◆ **Stored items**:
==============================

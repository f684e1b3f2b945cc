use std::fmt;
use std::str::FromStr;

use chrono::{DateTime, Utc};
use serde::{Deserialize, Serialize};
use sqlx::FromRow;
use uuid::Uuid;

use crate::models::UnknownVariant;

/// Role of a registered profile. Fixed at registration.
#[derive(Debug, Clone, Copy, PartialEq, Eq, Serialize, Deserialize)]
#[serde(rename_all = "lowercase")]
pub enum UserType {
    Jobseeker,
    Company,
}

impl UserType {
    pub fn as_str(&self) -> &'static str {
        match self {
            UserType::Jobseeker => "jobseeker",
            UserType::Company => "company",
        }
    }
}

impl fmt::Display for UserType {
    fn fmt(&self, f: &mut fmt::Formatter<'_>) -> fmt::Result {
        f.write_str(self.as_str())
    }
}

impl FromStr for UserType {
    type Err = UnknownVariant;

    fn from_str(s: &str) -> Result<Self, Self::Err> {
        match s {
            "jobseeker" => Ok(UserType::Jobseeker),
            "company" => Ok(UserType::Company),
            other => Err(UnknownVariant {
                kind: "user_type",
                value: other.to_string(),
            }),
        }
    }
}

impl TryFrom<String> for UserType {
    type Error = UnknownVariant;

    fn try_from(value: String) -> Result<Self, Self::Error> {
        value.parse()
    }
}

#[derive(Debug, Clone, Serialize, Deserialize, FromRow)]
pub struct ProfileRow {
    pub id: Uuid,
    #[sqlx(try_from = "String")]
    pub user_type: UserType,
    pub full_name: String,
    pub email: String,
    pub company_name: String,
    pub skills: Vec<String>,
    pub experience: String,
    pub created_at: DateTime<Utc>,
    pub updated_at: DateTime<Utc>,
}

==============================

◆ **Exercise**: All the lines above need to be retyped exactly, with nothing left out.

◆ **Response to this task**:
repository f684e1b3f2b945cc
use std::fmt;
use std::str::FromStr;

use chrono::{DateTime, Utc};
use serde::{Deserialize, Serialize};
use sqlx::FromRow;
use uuid::Uuid;

use crate::models::UnknownVariant;

/// Role of a registered profile. Fixed at registration.
#[derive(Debug, Clone, Copy, PartialEq, Eq, Serialize, Deserialize)]
#[serde(rename_all = "lowercase")]
pub enum UserType {
    Jobseeker,
    Company,
}

impl UserType {
    pub fn as_str(&self) -> &'static str {
        match self {
            UserType::Jobseeker => "jobseeker",
            UserType::Company => "company",
        }
    }
}

impl fmt::Display for UserType {
    fn fmt(&self, f: &mut fmt::Formatter<'_>) -> fmt::Result {
        f.write_str(self.as_str())
    }
}

impl FromStr for UserType {
    type Err = UnknownVariant;

    fn from_str(s: &str) -> Result<Self, Self::Err> {
        match s {
            "jobseeker" => Ok(UserType::Jobseeker),
            "company" => Ok(UserType::Company),
            other => Err(UnknownVariant {
                kind: "user_type",
                value: other.to_string(),
            }),
        }
    }
}

impl TryFrom<String> for UserType {
    type Error = UnknownVariant;

    fn try_from(value: String) -> Result<Self, Self::Error> {
        value.parse()
    }
}

#[derive(Debug, Clone, Serialize, Deserialize, FromRow)]
pub struct ProfileRow {
    pub id: Uuid,
    #[sqlx(try_from = "String")]
    pub user_type: UserType,
    pub full_name: String,
    pub email: String,
    pub company_name: String,
    pub skills: Vec<String>,
    pub experience: String,
    pub created_at: DateTime<Utc>,
    pub updated_at: DateTime<Utc>,
}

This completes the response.